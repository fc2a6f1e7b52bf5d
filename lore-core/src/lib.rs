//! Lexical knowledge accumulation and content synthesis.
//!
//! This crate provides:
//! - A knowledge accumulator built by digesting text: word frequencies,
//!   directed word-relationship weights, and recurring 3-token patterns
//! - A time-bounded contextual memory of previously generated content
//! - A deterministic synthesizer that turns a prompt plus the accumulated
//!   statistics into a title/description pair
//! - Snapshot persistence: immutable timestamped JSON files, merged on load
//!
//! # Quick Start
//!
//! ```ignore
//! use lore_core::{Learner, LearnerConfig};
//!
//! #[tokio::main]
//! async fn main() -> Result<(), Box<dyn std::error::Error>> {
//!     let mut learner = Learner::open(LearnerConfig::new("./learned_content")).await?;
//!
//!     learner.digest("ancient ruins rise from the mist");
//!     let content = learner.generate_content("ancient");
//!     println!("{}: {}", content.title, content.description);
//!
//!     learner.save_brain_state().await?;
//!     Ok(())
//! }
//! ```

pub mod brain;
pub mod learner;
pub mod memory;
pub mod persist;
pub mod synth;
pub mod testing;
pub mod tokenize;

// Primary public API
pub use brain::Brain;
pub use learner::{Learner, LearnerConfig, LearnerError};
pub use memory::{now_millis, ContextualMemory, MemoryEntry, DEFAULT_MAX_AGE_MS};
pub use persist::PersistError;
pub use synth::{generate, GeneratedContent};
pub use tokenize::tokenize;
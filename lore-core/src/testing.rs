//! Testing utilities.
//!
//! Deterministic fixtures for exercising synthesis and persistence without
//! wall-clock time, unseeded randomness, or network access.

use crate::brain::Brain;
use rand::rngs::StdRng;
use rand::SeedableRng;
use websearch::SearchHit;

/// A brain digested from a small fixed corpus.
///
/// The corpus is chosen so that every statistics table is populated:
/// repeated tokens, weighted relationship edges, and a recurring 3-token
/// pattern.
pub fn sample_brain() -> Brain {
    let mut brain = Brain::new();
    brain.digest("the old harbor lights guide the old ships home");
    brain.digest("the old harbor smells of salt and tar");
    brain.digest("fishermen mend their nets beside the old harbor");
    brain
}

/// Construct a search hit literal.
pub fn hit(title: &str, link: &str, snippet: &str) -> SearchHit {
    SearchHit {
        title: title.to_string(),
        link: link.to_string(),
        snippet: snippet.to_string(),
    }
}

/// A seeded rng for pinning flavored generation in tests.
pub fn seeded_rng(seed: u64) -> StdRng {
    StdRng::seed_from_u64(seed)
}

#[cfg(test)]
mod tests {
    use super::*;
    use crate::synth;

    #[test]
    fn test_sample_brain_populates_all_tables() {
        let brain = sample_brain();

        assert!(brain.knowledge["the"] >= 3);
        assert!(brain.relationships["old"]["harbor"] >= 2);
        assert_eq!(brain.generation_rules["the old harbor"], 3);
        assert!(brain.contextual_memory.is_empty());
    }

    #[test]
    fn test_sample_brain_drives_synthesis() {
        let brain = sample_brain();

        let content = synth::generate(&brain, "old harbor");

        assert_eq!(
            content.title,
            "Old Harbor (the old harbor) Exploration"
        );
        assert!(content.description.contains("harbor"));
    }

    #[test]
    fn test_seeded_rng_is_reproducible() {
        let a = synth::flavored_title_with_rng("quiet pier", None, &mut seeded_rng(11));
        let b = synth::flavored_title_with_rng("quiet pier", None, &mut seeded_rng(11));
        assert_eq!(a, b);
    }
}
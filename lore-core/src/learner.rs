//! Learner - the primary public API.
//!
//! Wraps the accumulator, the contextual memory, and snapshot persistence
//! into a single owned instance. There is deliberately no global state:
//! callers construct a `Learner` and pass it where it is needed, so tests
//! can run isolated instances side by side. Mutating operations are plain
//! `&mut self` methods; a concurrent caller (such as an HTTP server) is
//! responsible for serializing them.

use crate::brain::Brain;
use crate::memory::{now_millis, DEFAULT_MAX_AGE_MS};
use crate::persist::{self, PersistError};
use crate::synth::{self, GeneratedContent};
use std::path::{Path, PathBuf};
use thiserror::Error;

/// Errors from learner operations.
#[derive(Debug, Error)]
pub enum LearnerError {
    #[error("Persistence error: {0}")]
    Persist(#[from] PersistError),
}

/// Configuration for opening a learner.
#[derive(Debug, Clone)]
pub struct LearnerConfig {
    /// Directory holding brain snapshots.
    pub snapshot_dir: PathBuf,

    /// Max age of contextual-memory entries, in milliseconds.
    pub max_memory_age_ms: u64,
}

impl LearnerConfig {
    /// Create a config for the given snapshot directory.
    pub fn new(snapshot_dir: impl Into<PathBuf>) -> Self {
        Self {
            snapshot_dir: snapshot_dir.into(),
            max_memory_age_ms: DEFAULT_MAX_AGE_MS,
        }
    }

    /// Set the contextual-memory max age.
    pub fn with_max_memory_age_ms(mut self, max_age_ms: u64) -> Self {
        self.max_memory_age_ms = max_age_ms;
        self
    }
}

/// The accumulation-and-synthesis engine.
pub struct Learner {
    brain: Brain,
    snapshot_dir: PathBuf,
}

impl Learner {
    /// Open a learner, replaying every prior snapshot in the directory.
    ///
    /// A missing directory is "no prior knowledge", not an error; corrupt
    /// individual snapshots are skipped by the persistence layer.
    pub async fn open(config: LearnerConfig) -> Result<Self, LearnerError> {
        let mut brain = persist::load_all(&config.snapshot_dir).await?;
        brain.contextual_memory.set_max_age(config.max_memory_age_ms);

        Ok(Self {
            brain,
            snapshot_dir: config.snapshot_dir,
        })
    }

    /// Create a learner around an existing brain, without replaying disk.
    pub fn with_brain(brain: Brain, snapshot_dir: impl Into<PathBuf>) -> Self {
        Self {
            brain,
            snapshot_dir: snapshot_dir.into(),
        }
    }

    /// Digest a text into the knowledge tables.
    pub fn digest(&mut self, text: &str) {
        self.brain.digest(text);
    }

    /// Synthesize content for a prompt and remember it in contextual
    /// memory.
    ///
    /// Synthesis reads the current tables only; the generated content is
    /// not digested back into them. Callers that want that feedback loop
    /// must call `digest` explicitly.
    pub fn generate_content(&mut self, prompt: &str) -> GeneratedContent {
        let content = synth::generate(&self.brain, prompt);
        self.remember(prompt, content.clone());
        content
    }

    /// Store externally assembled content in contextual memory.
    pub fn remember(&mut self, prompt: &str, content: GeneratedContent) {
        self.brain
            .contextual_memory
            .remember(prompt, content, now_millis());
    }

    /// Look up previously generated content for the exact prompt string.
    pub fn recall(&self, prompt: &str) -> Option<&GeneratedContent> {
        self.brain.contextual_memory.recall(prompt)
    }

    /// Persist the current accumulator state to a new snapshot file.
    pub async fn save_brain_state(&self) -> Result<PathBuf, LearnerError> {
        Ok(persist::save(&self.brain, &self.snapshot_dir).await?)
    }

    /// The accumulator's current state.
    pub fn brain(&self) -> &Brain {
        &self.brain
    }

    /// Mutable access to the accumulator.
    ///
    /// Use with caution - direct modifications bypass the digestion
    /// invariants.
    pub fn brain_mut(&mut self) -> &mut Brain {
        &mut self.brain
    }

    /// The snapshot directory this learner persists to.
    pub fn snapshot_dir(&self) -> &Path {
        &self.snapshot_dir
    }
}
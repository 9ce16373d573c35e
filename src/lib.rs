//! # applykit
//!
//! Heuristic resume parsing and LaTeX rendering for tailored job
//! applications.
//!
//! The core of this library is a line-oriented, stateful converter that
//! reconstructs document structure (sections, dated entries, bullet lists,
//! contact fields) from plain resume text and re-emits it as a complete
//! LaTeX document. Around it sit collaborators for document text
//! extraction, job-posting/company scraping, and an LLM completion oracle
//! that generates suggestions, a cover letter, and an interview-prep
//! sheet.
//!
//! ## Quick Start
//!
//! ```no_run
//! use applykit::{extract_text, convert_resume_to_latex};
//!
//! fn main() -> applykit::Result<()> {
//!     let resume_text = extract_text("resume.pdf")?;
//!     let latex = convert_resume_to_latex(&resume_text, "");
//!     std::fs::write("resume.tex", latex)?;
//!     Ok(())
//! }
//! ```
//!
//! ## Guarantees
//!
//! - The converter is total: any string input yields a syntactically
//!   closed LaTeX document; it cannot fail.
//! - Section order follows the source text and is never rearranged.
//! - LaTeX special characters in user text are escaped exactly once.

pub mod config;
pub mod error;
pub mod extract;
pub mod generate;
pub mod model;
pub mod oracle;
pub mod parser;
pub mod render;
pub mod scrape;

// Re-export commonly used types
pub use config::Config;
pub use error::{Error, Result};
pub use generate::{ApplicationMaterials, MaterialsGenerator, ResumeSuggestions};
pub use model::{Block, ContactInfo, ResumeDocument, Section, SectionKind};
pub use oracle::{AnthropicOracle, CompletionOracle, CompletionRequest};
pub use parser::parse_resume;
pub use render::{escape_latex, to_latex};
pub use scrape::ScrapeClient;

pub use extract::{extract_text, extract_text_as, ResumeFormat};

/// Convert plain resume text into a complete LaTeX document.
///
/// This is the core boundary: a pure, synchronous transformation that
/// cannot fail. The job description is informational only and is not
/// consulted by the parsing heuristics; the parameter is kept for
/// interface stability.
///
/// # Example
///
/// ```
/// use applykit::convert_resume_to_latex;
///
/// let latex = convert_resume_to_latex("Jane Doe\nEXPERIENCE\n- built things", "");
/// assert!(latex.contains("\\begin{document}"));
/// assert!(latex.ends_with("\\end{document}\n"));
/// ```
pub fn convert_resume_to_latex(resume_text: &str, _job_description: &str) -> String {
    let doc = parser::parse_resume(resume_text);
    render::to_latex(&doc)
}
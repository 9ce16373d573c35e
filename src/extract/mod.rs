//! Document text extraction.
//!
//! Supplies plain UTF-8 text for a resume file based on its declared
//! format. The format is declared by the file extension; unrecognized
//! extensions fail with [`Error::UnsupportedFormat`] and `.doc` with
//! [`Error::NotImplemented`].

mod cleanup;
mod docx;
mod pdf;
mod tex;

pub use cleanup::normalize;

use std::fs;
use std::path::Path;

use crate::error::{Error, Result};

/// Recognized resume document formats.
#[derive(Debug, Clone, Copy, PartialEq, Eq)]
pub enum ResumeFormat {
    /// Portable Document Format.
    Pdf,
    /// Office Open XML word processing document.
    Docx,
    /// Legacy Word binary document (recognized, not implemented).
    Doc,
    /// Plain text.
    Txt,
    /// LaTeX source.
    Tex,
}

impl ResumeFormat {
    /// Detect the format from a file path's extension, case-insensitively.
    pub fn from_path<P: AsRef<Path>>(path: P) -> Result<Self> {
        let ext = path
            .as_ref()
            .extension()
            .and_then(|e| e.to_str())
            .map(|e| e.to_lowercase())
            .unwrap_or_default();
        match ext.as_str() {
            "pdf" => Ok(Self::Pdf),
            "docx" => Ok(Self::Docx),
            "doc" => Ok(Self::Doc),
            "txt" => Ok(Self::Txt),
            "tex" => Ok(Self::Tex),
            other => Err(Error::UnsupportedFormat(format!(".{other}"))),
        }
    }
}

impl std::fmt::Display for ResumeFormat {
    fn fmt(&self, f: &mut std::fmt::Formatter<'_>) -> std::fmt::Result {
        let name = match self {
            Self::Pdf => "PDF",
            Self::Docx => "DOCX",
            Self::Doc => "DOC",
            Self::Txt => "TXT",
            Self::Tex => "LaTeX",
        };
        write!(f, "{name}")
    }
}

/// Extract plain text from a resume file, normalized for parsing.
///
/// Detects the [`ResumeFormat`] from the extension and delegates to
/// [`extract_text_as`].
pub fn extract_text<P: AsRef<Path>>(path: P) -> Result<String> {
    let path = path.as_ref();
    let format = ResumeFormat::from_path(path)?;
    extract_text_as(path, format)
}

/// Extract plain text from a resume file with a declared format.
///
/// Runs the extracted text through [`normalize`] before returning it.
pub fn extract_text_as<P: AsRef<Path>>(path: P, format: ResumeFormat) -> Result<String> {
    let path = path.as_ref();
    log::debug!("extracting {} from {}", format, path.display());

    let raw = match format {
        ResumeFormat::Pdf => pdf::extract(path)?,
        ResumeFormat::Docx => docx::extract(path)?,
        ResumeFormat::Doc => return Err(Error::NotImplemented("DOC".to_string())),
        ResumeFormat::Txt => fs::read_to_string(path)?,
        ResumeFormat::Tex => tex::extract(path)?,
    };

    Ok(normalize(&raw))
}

Aim of the exercise -
Using the records above, gather all lines where the string "PersistError" is present.

Answer -
pub use persist::PersistError;
use crate::persist::{self, PersistError};
    Persist(#[from] PersistError),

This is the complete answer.